Pour compenser cela, les assureurs peuvent augmenter les tarifs de 3 à 5%, estiment les analystes de Kotak. Pour Star Health, qui a payé 26 milliards de livres sterling en TPS nette au cours de l'exercice 20125, cela se traduit par une hausse nécessaire de 1 à 3%. Le fardeau est plus lourd pour Niva Bupa, où des ratios de dépenses et de réassurance plus élevés peuvent exiger une augmentation de 4%. Care Health peut avoir besoin d'ajuster les taux de 2%.
L'analyse de Kotak suppose que les assureurs ne peuvent pas bénéficier de la structure fiscale inversée, car l'exonération de la TPS supprime l'admissibilité aux crédits en entrée. Bien que la réassurance soit également sans TPS, d'autres services opérationnels entraînent toujours une taxe, sans aucun moyen de le récupérer sous le nouveau régime.

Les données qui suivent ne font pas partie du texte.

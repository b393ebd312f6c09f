//! Shared utilities for integration tests.
//!
//! Starts a complete gateway in-process (broker, pipeline, processor and a
//! tonic server on an ephemeral port) and connects a client to it.

use std::collections::HashMap;
use std::net::SocketAddr;
use std::sync::Arc;
use std::time::Duration;

use tokio::sync::watch;
use tokio::task::JoinHandle;
use tonic::transport::Channel;

use eventgate::broker::{Broker, InboundEndpoint};
use eventgate::config::{Config, EndpointConfig, SinkConfig};
use eventgate::handlers::{serve, EventServiceHandler};
use eventgate::pipeline::{ChannelPipeline, EchoProcessor, PipelineReceiver, ProcessorHandle};

pub use eventgate::proto::event_service_client::EventServiceClient;
pub use eventgate::proto::{reply, Event, FailureKind, Reply};

pub const PROCESS_URL: &str = "grpc://127.0.0.1:8181/eventgate.EventService/process";
pub const EXCHANGE_URL: &str = "grpc://127.0.0.1:8181/eventgate.EventService/exchange/mySequence";

/// What answers events submitted to the pipeline.
pub enum Processing {
    /// Echo every correlated event back through a sink.
    Echo,
    /// Nothing answers; calls can only expire or be shut down.
    Silent,
}

pub struct Gateway {
    pub broker: Option<Broker>,
    pub client: EventServiceClient<Channel>,
    pub endpoints: Vec<Arc<InboundEndpoint>>,
    pub port: u16,
    processor: Option<ProcessorHandle>,
    _receiver: Option<PipelineReceiver>,
    shutdown: watch::Sender<bool>,
    server: JoinHandle<()>,
}

/// Config with one endpoint per stream and a sink for each.
pub fn config(streams: &[(&str, &str)], ttl_ms: u64, sweep_interval_ms: u64) -> Config {
    let mut config = Config::for_test();
    config.expiry.ttl_ms = ttl_ms;
    config.expiry.sweep_interval_ms = sweep_interval_ms;
    for (url, stream) in streams {
        let mut endpoint = EndpointConfig::new(*url, *stream);
        endpoint.id = Some(stream.to_string());
        config.endpoints.push(endpoint);
        config.sinks.push(SinkConfig::new(*url, *stream));
    }
    config
}

pub async fn start_gateway(config: Config, processing: Processing) -> Gateway {
    config.validate().unwrap();

    let broker = Broker::start(&config);
    let (pipeline, receiver) = ChannelPipeline::new(config.pipeline.capacity);
    let endpoints = broker
        .bind_endpoints(&config, Arc::new(pipeline))
        .await
        .unwrap();

    let (processor, held) = match processing {
        Processing::Echo => {
            let sinks = broker.build_sinks(&config.sinks).unwrap();
            (Some(EchoProcessor::new(receiver, sinks).spawn()), None)
        }
        Processing::Silent => (None, Some(receiver)),
    };

    let addr: SocketAddr = "127.0.0.1:0".parse().unwrap();
    let listener = tokio::net::TcpListener::bind(addr).await.unwrap();
    let port = listener.local_addr().unwrap().port();

    let (shutdown, shutdown_rx) = watch::channel(false);
    let handler = EventServiceHandler::new(format!("127.0.0.1:{port}"), endpoints.clone());
    let server = tokio::spawn(async move {
        serve(listener, handler, shutdown_rx).await.ok();
    });

    tokio::time::sleep(Duration::from_millis(50)).await;

    let client = EventServiceClient::connect(format!("http://127.0.0.1:{port}"))
        .await
        .unwrap();

    Gateway {
        broker: Some(broker),
        client,
        endpoints,
        port,
        processor,
        _receiver: held,
        shutdown,
        server,
    }
}

impl Gateway {
    /// Drain every endpoint, then stop the server and processor.
    pub async fn stop(mut self) {
        if let Some(broker) = self.broker.take() {
            broker.shutdown().await;
        }
        if let Some(processor) = self.processor.take() {
            processor.shutdown().await;
        }
        let _ = self.shutdown.send(true);
        let _ = tokio::time::timeout(Duration::from_secs(2), self.server).await;
    }
}

pub fn event(payload: &str, headers: &[(&str, &str)]) -> Event {
    Event {
        payload: payload.to_string(),
        headers: headers
            .iter()
            .map(|(k, v)| (k.to_string(), v.to_string()))
            .collect::<HashMap<_, _>>(),
    }
}

pub fn failure_kind(reply: &Reply) -> Option<FailureKind> {
    match reply.outcome.as_ref()? {
        reply::Outcome::Failure(f) => Some(f.kind()),
        reply::Outcome::Result(_) => None,
    }
}

pub fn result_payload(reply: &Reply) -> Option<&str> {
    match reply.outcome.as_ref()? {
        reply::Outcome::Result(event) => Some(event.payload.as_str()),
        reply::Outcome::Failure(_) => None,
    }
}
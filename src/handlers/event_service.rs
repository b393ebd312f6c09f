//! gRPC `EventService` implementation.
//!
//! One handler serves every endpoint bound to the same host:port. Each
//! inbound message is routed by its `stream.id` header to the endpoint bound
//! to that stream; a server hosting a single endpoint also accepts messages
//! without the header.
//!
//! Transport properties are the message's own headers layered over the
//! call's ASCII gRPC metadata. A header on the message wins over call
//! metadata with the same key. Metadata keys arrive lowercased.

use std::collections::HashMap;
use std::pin::Pin;
use std::sync::Arc;

use futures::Stream;
use tokio::sync::{mpsc, oneshot};
use tokio_stream::wrappers::UnboundedReceiverStream;
use tokio_stream::StreamExt;
use tonic::metadata::{KeyAndValueRef, MetadataMap};
use tonic::{Request, Response, Status, Streaming};
use tracing::{debug, info, warn};

use crate::broker::{build_reply, Completion, InboundEndpoint, ResponseChannel, STREAM_ID_HEADER};
use crate::config::DEFAULT_CORRELATION_FIELD;
use crate::error::BrokerError;
use crate::proto::event_service_server::{EventService, EventServiceServer};
use crate::proto::{Ack, Event, Reply};

/// Outbound half of an `Exchange` call.
pub type ReplyStream = Pin<Box<dyn Stream<Item = Result<Reply, Status>> + Send + 'static>>;

/// `EventService` for the endpoints hosted on one address.
#[derive(Debug, Clone)]
pub struct EventServiceHandler {
    address: String,
    endpoints: Arc<HashMap<String, Arc<InboundEndpoint>>>,
}

impl EventServiceHandler {
    /// Create a handler routing to `endpoints` by stream name.
    pub fn new(
        address: impl Into<String>,
        endpoints: impl IntoIterator<Item = Arc<InboundEndpoint>>,
    ) -> Self {
        let endpoints = endpoints
            .into_iter()
            .map(|endpoint| (endpoint.stream().to_string(), endpoint))
            .collect();
        Self {
            address: address.into(),
            endpoints: Arc::new(endpoints),
        }
    }

    pub fn address(&self) -> &str {
        &self.address
    }

    /// Wrap into the generated tonic server.
    pub fn into_server(self) -> EventServiceServer<Self> {
        EventServiceServer::new(self)
    }

    /// Resolve the endpoint a message is addressed to.
    pub fn route(&self, headers: &HashMap<String, String>) -> Result<Arc<InboundEndpoint>, Status> {
        let Some(stream) = headers.get(STREAM_ID_HEADER) else {
            if self.endpoints.len() == 1 {
                if let Some(endpoint) = self.endpoints.values().next() {
                    return Ok(endpoint.clone());
                }
            }
            warn!(
                address = %self.address,
                "Dropping request, '{}' header required to select an endpoint",
                STREAM_ID_HEADER
            );
            return Err(Status::not_found(format!(
                "Header '{STREAM_ID_HEADER}' is required on {}",
                self.address
            )));
        };

        self.endpoints.get(stream).cloned().ok_or_else(|| {
            warn!(
                address = %self.address,
                stream = %stream,
                "Dropping request, no endpoint bound to stream"
            );
            Status::not_found(format!(
                "No endpoint bound to stream '{stream}' on {}",
                self.address
            ))
        })
    }

    /// Correlate one message of an `Exchange` call.
    ///
    /// Messages that cannot be routed or decoded are answered with a
    /// rejection on the shared stream. Missing fields and duplicate ids are
    /// only logged, so no reply can be mistaken for another call's answer.
    async fn exchange_message(&self, message: Event, replies: &mpsc::UnboundedSender<Reply>) {
        let endpoint = match self.route(&message.headers) {
            Ok(endpoint) => endpoint,
            Err(status) => {
                let correlation_id = header_or_empty(&message.headers, DEFAULT_CORRELATION_FIELD);
                let _ = replies.send(build_reply(
                    &correlation_id,
                    Completion::Rejected(status.message().to_string()),
                ));
                return;
            }
        };

        let result = endpoint
            .handle_incoming_message(
                message.payload.as_bytes(),
                &message.headers,
                ResponseChannel::Stream(replies.clone()),
            )
            .await;

        match result {
            Ok(correlation_id) => {
                debug!(
                    endpoint = %endpoint.id(),
                    correlation_id = %correlation_id,
                    "Exchange message accepted"
                );
            }
            Err(e @ BrokerError::Decode(_)) => {
                let correlation_id =
                    header_or_empty(&message.headers, &endpoint.settings().correlation_field);
                let _ = replies.send(build_reply(
                    &correlation_id,
                    Completion::Rejected(e.to_string()),
                ));
            }
            // Already answered with a rejection by the endpoint.
            Err(BrokerError::PipelineUnavailable(_)) => {}
            Err(e) => {
                debug!(endpoint = %endpoint.id(), error = %e, "Exchange message dropped");
            }
        }
    }
}

fn header_or_empty(headers: &HashMap<String, String>, key: &str) -> String {
    headers.get(key).cloned().unwrap_or_default()
}

/// ASCII entries of the call metadata as transport properties.
fn call_metadata(metadata: &MetadataMap) -> HashMap<String, String> {
    metadata
        .iter()
        .filter_map(|entry| match entry {
            KeyAndValueRef::Ascii(key, value) => value
                .to_str()
                .ok()
                .map(|value| (key.as_str().to_string(), value.to_string())),
            KeyAndValueRef::Binary(..) => None,
        })
        .collect()
}

/// Layer a message's own headers over the call metadata.
fn with_call_metadata(
    call: &HashMap<String, String>,
    headers: HashMap<String, String>,
) -> HashMap<String, String> {
    if call.is_empty() {
        return headers;
    }
    let mut merged = call.clone();
    merged.extend(headers);
    merged
}

#[tonic::async_trait]
impl EventService for EventServiceHandler {
    async fn consume(&self, request: Request<Streaming<Event>>) -> Result<Response<Ack>, Status> {
        let call = call_metadata(request.metadata());
        let mut inbound = request.into_inner();
        let mut accepted = 0u64;

        while let Some(mut message) = inbound.message().await? {
            message.headers = with_call_metadata(&call, message.headers);
            let Ok(endpoint) = self.route(&message.headers) else {
                continue;
            };
            match endpoint.handle_event(message.payload.as_bytes(), &message.headers) {
                Ok(()) => accepted += 1,
                Err(e) => {
                    debug!(endpoint = %endpoint.id(), error = %e, "Consumed message dropped");
                }
            }
        }

        debug!(address = %self.address, accepted = accepted, "Consume stream closed");
        Ok(Response::new(Ack {}))
    }

    async fn process(&self, request: Request<Event>) -> Result<Response<Reply>, Status> {
        let call = call_metadata(request.metadata());
        let mut message = request.into_inner();
        message.headers = with_call_metadata(&call, message.headers);
        let endpoint = self.route(&message.headers)?;

        let (tx, mut rx) = oneshot::channel();
        if let Err(e) = endpoint
            .handle_incoming_message(
                message.payload.as_bytes(),
                &message.headers,
                ResponseChannel::Unary(tx),
            )
            .await
        {
            // A call that was parked and then refused already holds its reply.
            return match rx.try_recv() {
                Ok(reply) => Ok(Response::new(reply)),
                Err(_) => Err(e.into()),
            };
        }

        match rx.await {
            Ok(reply) => Ok(Response::new(reply)),
            Err(_) => Err(Status::aborted("Call dropped without a reply")),
        }
    }

    type ExchangeStream = ReplyStream;

    async fn exchange(
        &self,
        request: Request<Streaming<Event>>,
    ) -> Result<Response<Self::ExchangeStream>, Status> {
        let call = call_metadata(request.metadata());
        let mut inbound = request.into_inner();
        let (tx, rx) = mpsc::unbounded_channel::<Reply>();
        let handler = self.clone();

        tokio::spawn(async move {
            loop {
                match inbound.message().await {
                    Ok(Some(mut message)) => {
                        message.headers = with_call_metadata(&call, message.headers);
                        handler.exchange_message(message, &tx).await
                    }
                    Ok(None) => {
                        debug!(address = %handler.address, "Exchange inbound half-closed");
                        break;
                    }
                    Err(status) => {
                        info!(address = %handler.address, error = %status, "Exchange inbound failed");
                        break;
                    }
                }
            }
            // Pending entries keep their own clones; the outbound stream ends
            // once the last of them is resolved.
            drop(tx);
        });

        let outbound = UnboundedReceiverStream::new(rx).map(Ok::<_, Status>);
        Ok(Response::new(Box::pin(outbound) as Self::ExchangeStream))
    }
}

Les primes de santé au détail ont augmenté de 12% au cours de l'exercice 2010, plus lent que les années précédentes. Kotak considère la coupe de la TPS comme un catalyseur potentiel pour relancer la demande, d'autant plus que les primes tombent pour l'utilisateur final. Mais l'entreprise exprime également les risques: un décalage dans les hausses tarifaires, le désabonnement des clients pendant la fenêtre «libre» d'un mois et la dilution de l'impact pour les assureurs multi-lignes qui peuvent compenser la TPS ailleurs.
Bien que le bénéfice net pour les consommateurs soit clair, l'industrie doit recalibrer rapidement. «Nous attendons d'autres commentaires des assureurs», note Kotak, alors que les entreprises évaluent comment gérer les coûts dans le nouveau paysage fiscal.